By spending the Thanksgiving holiday with the troops, President Bush again emphasized the parallels with the epic conflict of his youth. Saddam Hussein is Hitler, Kuwait is 1939 Poland, Saudi Arabia is the besieged England of 1940, and he himself is the Churchill of the hour. In the meantime, key members of Congress who do not share his boyish enthusiasm have begun to act. In the Senate, the very powerful Sam Nunn is about to open the hearings of his very powerful Armed Services Committee, which has the determining voice in all major military decisions. In the House, the formidable Lee Hamilton will concurrently open the hearings of his Foreign Relations Committee--the same committee that blocked Ronald Reagan’s secret war against Nicaragua.

Neither Nunn nor Hamilton believes that Hussein should be allowed to have his way. Along with a majority in Congress, both are convinced that Iraqi military power must be demolished in one way or another. But Nunn and Hamilton are accurately reflecting the new mood in American public opinion in opposing a ground war that would cost thousands of American lives.

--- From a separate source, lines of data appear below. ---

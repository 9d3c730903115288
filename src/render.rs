use serde::Serialize;
use serde_json::{Map, Value};
use std::sync::{Arc, Mutex, MutexGuard};

use crate::config::Variant;
use crate::level::Severity;
use crate::record::EventRecord;

/// Metadata fields always present in a GELF `extra` map.
pub const GELF_DEBUG_FIELDS: [&str; 5] = ["pid", "process_name", "thread_name", "file", "function"];

/// Terminal step of a processor chain. Its output shape differs per variant,
/// so it is held apart from the stage list and always runs last.
#[derive(Debug, Clone)]
pub enum Renderer {
    Text(TextRenderer),
    Wire(WireRenderer),
    Capture(CaptureRenderer),
}

/// What a renderer produced for one record.
#[derive(Debug, Clone, PartialEq)]
pub enum Rendered {
    Text(String),
    Wire(GelfPayload),
    /// The record went into a [`CaptureBuffer`].
    Captured,
}

impl Renderer {
    pub fn for_variant(variant: Variant, include_debug_fields: bool) -> Self {
        match variant {
            Variant::Basic => Renderer::Text(TextRenderer),
            Variant::Graylog => Renderer::Wire(WireRenderer { include_debug_fields }),
            Variant::Test => Renderer::Capture(CaptureRenderer::default()),
        }
    }

    pub fn kind(&self) -> Variant {
        match self {
            Renderer::Text(_) => Variant::Basic,
            Renderer::Wire(_) => Variant::Graylog,
            Renderer::Capture(_) => Variant::Test,
        }
    }

    pub fn name(&self) -> &'static str {
        match self {
            Renderer::Text(_) => "json_renderer",
            Renderer::Wire(_) => "gelf_renderer",
            Renderer::Capture(_) => "log_capture",
        }
    }

    pub fn render(&self, method: Severity, record: EventRecord) -> Rendered {
        match self {
            Renderer::Text(r) => Rendered::Text(r.render(&record)),
            Renderer::Wire(r) => Rendered::Wire(r.render(method, record)),
            Renderer::Capture(r) => {
                r.buffer.push(record);
                Rendered::Captured
            }
        }
    }

    /// Capture buffer of a `test` renderer.
    pub fn capture(&self) -> Option<&CaptureBuffer> {
        match self {
            Renderer::Capture(r) => Some(&r.buffer),
            _ => None,
        }
    }
}

/// Indented JSON text.
#[derive(Debug, Clone, Copy, Default)]
pub struct TextRenderer;

impl TextRenderer {
    pub fn render(&self, record: &EventRecord) -> String {
        serde_json::to_string_pretty(record).unwrap_or_else(|_| "{}".to_string())
    }
}

/// `(args, kwargs)` pair for a GELF handler: `args = (event,)`,
/// `kwargs = {"extra": record}`.
#[derive(Debug, Clone, PartialEq, Serialize)]
pub struct GelfPayload {
    pub level: Severity,
    pub args: (String,),
    pub kwargs: Map<String, Value>,
}

impl GelfPayload {
    pub fn message(&self) -> &str {
        &self.args.0
    }

    pub fn extra(&self) -> Option<&Map<String, Value>> {
        self.kwargs.get("extra").and_then(Value::as_object)
    }
}

#[derive(Debug, Clone, Copy, Default)]
pub struct WireRenderer {
    pub include_debug_fields: bool,
}

impl WireRenderer {
    pub fn render(&self, method: Severity, record: EventRecord) -> GelfPayload {
        let event = record.event();
        let caller = record.caller();
        let mut extra = record.into_fields();

        for key in GELF_DEBUG_FIELDS {
            extra.insert(key.to_string(), Value::String(String::new()));
        }
        if self.include_debug_fields {
            extra.insert("pid".into(), Value::String(std::process::id().to_string()));
            extra.insert("process_name".into(), Value::String(process_name()));
            if let Some(name) = std::thread::current().name() {
                extra.insert("thread_name".into(), Value::String(name.to_string()));
            }
            if let Some(caller) = caller {
                extra.insert("file".into(), Value::String(caller.file().to_string()));
            }
        }

        let mut kwargs = Map::new();
        kwargs.insert("extra".into(), Value::Object(extra));
        GelfPayload {
            level: method,
            args: (event,),
            kwargs,
        }
    }
}

fn process_name() -> String {
    std::env::current_exe()
        .ok()
        .and_then(|p| p.file_name().map(|n| n.to_string_lossy().into_owned()))
        .unwrap_or_default()
}

#[derive(Debug, Clone, Default)]
pub struct CaptureRenderer {
    buffer: CaptureBuffer,
}

/// In-memory list of records captured by the `test` variant, shared by every
/// chain built for the same logger handle.
#[derive(Debug, Clone, Default)]
pub struct CaptureBuffer {
    entries: Arc<Mutex<Vec<EventRecord>>>,
}

impl CaptureBuffer {
    fn lock(&self) -> MutexGuard<'_, Vec<EventRecord>> {
        self.entries.lock().unwrap_or_else(|poisoned| poisoned.into_inner())
    }

    pub fn push(&self, record: EventRecord) {
        self.lock().push(record);
    }

    /// Snapshot of the captured records, oldest first.
    pub fn entries(&self) -> Vec<EventRecord> {
        self.lock().clone()
    }

    pub fn len(&self) -> usize {
        self.lock().len()
    }

    pub fn is_empty(&self) -> bool {
        self.lock().is_empty()
    }

    pub fn clear(&self) {
        self.lock().clear();
    }
}

#[cfg(test)]
mod tests {
    use super::*;
    use crate::record::LogCall;

    #[test]
    fn wire_payload_forces_metadata_fields() {
        let record = LogCall::new("ping").field("x", 42).into_record().unwrap();
        let payload = WireRenderer::default().render(Severity::Info, record);
        assert_eq!(payload.args, ("ping".to_string(),));
        let extra = payload.extra().unwrap();
        assert_eq!(extra["x"], 42);
        for key in GELF_DEBUG_FIELDS {
            assert_eq!(extra[key], "");
        }
    }

    #[test]
    fn wire_payload_fills_pid_with_debug_fields() {
        let record = LogCall::new("ping").into_record().unwrap();
        let payload = WireRenderer { include_debug_fields: true }.render(Severity::Info, record);
        let extra = payload.extra().unwrap();
        assert_eq!(extra["pid"], std::process::id().to_string());
    }

    #[test]
    fn text_is_indented_json() {
        let record = LogCall::new("hello").into_record().unwrap();
        let text = TextRenderer.render(&record);
        assert!(text.contains('\n'));
        let parsed: Value = serde_json::from_str(&text).unwrap();
        assert_eq!(parsed["event"], "hello");
    }

    #[test]
    fn capture_shares_one_buffer_across_clones() {
        let renderer = Renderer::for_variant(Variant::Test, false);
        let clone = renderer.clone();
        clone.render(Severity::Info, LogCall::new("a").into_record().unwrap());
        assert_eq!(renderer.capture().unwrap().len(), 1);
    }
}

During the last 100 days of crisis, Americans have had the opportunity to find out what Kuwait was, what Saudi Arabia is and what America’s allies amount to. There are no street protests about the virtual absence of Japanese and European troops in Saudi Arabia (except for the quasi-symbolic British and French contingents), but the facts have registered well, and the loss of American lives to secure cheap oil mainly for Europeans and Japanese has become totally unacceptable to a growing majority of Americans.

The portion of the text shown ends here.